Читать книгу Handbook of Clinical Gender Medicine - Группа авторов - Страница 61

Reproductive Ducts Mesonephric and Paramesonephric Ducts

Оглавление

Male differentiation of the mesonephric duct occurs in response to testosterone secreted locally by the ipsilateral testis. At the 7th week, developments are seen to diverge between the sexes. Sequential expression of many genes during formation of the epididymis, vas deferens, and seminal vesicle is involved. Secretion of the glycoprotein MIS by Sertoli cells leads to regression of the Müllerian ducts. Incomplete regression occurs in some types of DSD, leading to vaginal remnants or utricular cysts. In the female fetus, organogenesis involves regression of the mesonephric ducts as well as stabilization of the paramesonephric ducts. This proceeds in the absence of testicular hormones. At the time of apparent male differentiation in an XY fetus, the comparable undifferentiated structures in the female are irreversibly committed to female organogenesis. At the end of the embryonic period, fusion of the caudal ends of the two paramesonephric ducts with the urorectal septum occurs, forming the uterus (at about 63 days of gestation).

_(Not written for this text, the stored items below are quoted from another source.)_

//! Data types for recordings, transcript segments, and retrieval chunks.

use serde::{Deserialize, Serialize};
use std::fmt;
use std::str::FromStr;
use std::time::SystemTime;
use uuid::Uuid;

/// Opaque identifier for one uploaded recording.
#[derive(Debug, Clone, Copy, PartialEq, Eq, Hash, Serialize, Deserialize)]
#[serde(transparent)]
pub struct RecordingId(Uuid);

impl RecordingId {
    /// Generates a fresh identifier.
    pub fn new() -> Self {
        Self(Uuid::new_v4())
    }
}

impl Default for RecordingId {
    fn default() -> Self {
        Self::new()
    }
}

impl fmt::Display for RecordingId {
    fn fmt(&self, f: &mut fmt::Formatter<'_>) -> fmt::Result {
        self.0.fmt(f)
    }
}

impl FromStr for RecordingId {
    type Err = uuid::Error;

    fn from_str(s: &str) -> Result<Self, Self::Err> {
        Ok(Self(Uuid::from_str(s)?))
    }
}

/// Processing state of a recording.
///
/// The order of variants is the pipeline order; `Ord` gives a total order
/// so callers can compare progress without string matching. `Failed` sorts
/// last but is reachable from any non-terminal state.
#[derive(Debug, Clone, Copy, PartialEq, Eq, PartialOrd, Ord, Hash, Serialize, Deserialize)]
#[serde(rename_all = "snake_case")]
pub enum RecordingState {
    Uploaded,
    ExtractingAudio,
    Transcribing,
    Indexing,
    Ready,
    Failed,
}

impl RecordingState {
    /// The state that follows this one in the linear pipeline.
    ///
    /// Terminal states have no successor.
    pub fn next(&self) -> Option<RecordingState> {
        match self {
            RecordingState::Uploaded => Some(RecordingState::ExtractingAudio),
            RecordingState::ExtractingAudio => Some(RecordingState::Transcribing),
            RecordingState::Transcribing => Some(RecordingState::Indexing),
            RecordingState::Indexing => Some(RecordingState::Ready),
            RecordingState::Ready | RecordingState::Failed => None,
        }
    }

    /// True for states that accept no further transitions.
    pub fn is_terminal(&self) -> bool {
        matches!(self, RecordingState::Ready | RecordingState::Failed)
    }

    /// Fixed human-readable description shown while in this state.
    pub fn message(&self) -> &'static str {
        match self {
            RecordingState::Uploaded => "Recording uploaded, waiting for processing",
            RecordingState::ExtractingAudio => "Extracting audio from media...",
            RecordingState::Transcribing => "Generating transcript with timestamps...",
            RecordingState::Indexing => "Building searchable index...",
            RecordingState::Ready => "Processing completed successfully",
            RecordingState::Failed => "Processing failed",
        }
    }

    /// Stable lowercase name used in errors and logs.
    pub fn as_str(&self) -> &'static str {
        match self {
            RecordingState::Uploaded => "uploaded",
            RecordingState::ExtractingAudio => "extracting_audio",
            RecordingState::Transcribing => "transcribing",
            RecordingState::Indexing => "indexing",
            RecordingState::Ready => "ready",
            RecordingState::Failed => "failed",
        }
    }
}

impl fmt::Display for RecordingState {
    fn fmt(&self, f: &mut fmt::Formatter<'_>) -> fmt::Result {
        f.write_str(self.as_str())
    }
}

/// One uploaded recording tracked through the pipeline.
#[derive(Debug, Clone)]
pub struct Recording {
    pub id: RecordingId,
    /// Caller-supplied reference to the media (path or URL).
    pub media_ref: String,
    pub state: RecordingState,
    /// Percentage of the current step, 0-100, monotonic within a state.
    pub progress: u8,
    pub message: String,
    /// Present only when state is Failed.
    pub failure_reason: Option<String>,
    /// Known once transcription completes.
    pub duration_seconds: Option<f64>,
    /// Language reported by the transcriber, if any.
    pub language: Option<String>,
    pub created_at: SystemTime,
}

impl Recording {
    pub fn new(media_ref: &str) -> Self {
        Self {
            id: RecordingId::new(),
            media_ref: media_ref.to_string(),
            state: RecordingState::Uploaded,
            progress: 0,
            message: RecordingState::Uploaded.message().to_string(),
            failure_reason: None,
            duration_seconds: None,
            language: None,
            created_at: SystemTime::now(),
        }
    }

    /// Client-visible view of this recording.
    pub fn status(&self) -> StatusSnapshot {
        StatusSnapshot {
            id: self.id,
            state: self.state,
            progress: self.progress,
            message: self.message.clone(),
            failure_reason: self.failure_reason.clone(),
            duration_seconds: self.duration_seconds,
        }
    }
}

/// Status payload returned by `get_status`.
#[derive(Debug, Clone, PartialEq, Serialize, Deserialize)]
pub struct StatusSnapshot {
    pub id: RecordingId,
    pub state: RecordingState,
    pub progress: u8,
    pub message: String,
    #[serde(skip_serializing_if = "Option::is_none")]
    pub failure_reason: Option<String>,
    #[serde(skip_serializing_if = "Option::is_none")]
    pub duration_seconds: Option<f64>,
}

/// One transcribed span of speech.
#[derive(Debug, Clone, PartialEq, Serialize, Deserialize)]
pub struct Segment {
    /// Start offset in seconds.
    pub start: f64,
    /// End offset in seconds, always greater than start.
    pub end: f64,
    pub text: String,
}

impl Segment {
    pub fn new(start: f64, end: f64, text: &str) -> Self {
        Self {
            start,
            end,
            text: text.to_string(),
        }
    }

    pub fn duration(&self) -> f64 {
        self.end - self.start
    }
}

/// Retrieval unit derived from one or more contiguous segments.
#[derive(Debug, Clone, PartialEq)]
pub struct Chunk {
    pub chunk_id: usize,
    /// Start of the earliest source segment.
    pub start: f64,
    /// End of the latest source segment.
    pub end: f64,
    /// Whitespace-normalized concatenation of the source segment texts.
    pub text: String,
    /// Embedding of `text`, fixed dimension per recording.
    pub embedding: Vec<f32>,
}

The cephalic ends develop fimbriae, the lower segment, and the uterine tube, with transverse lie established by descent of the ovary. The genital canal is established at about 80 days with absorption of the median septum. It lengthens, and its caudal end continues to grow and contacts the posterior wall of the urogenital sinus. With additional cellular proliferation, the vagina is formed. The cervix (caudal two thirds of the fetal uterus) may be of either paramesonephric or urogenital sinus origin [2]. The uterus and vagina can be visualized by ultrasound, and the cervix can be seen by genitoscopy postnatally. In the case of a girl with an inguinal hernia containing an ovary, genitoscopy has been suggested to rule out androgen insensivity syndromes.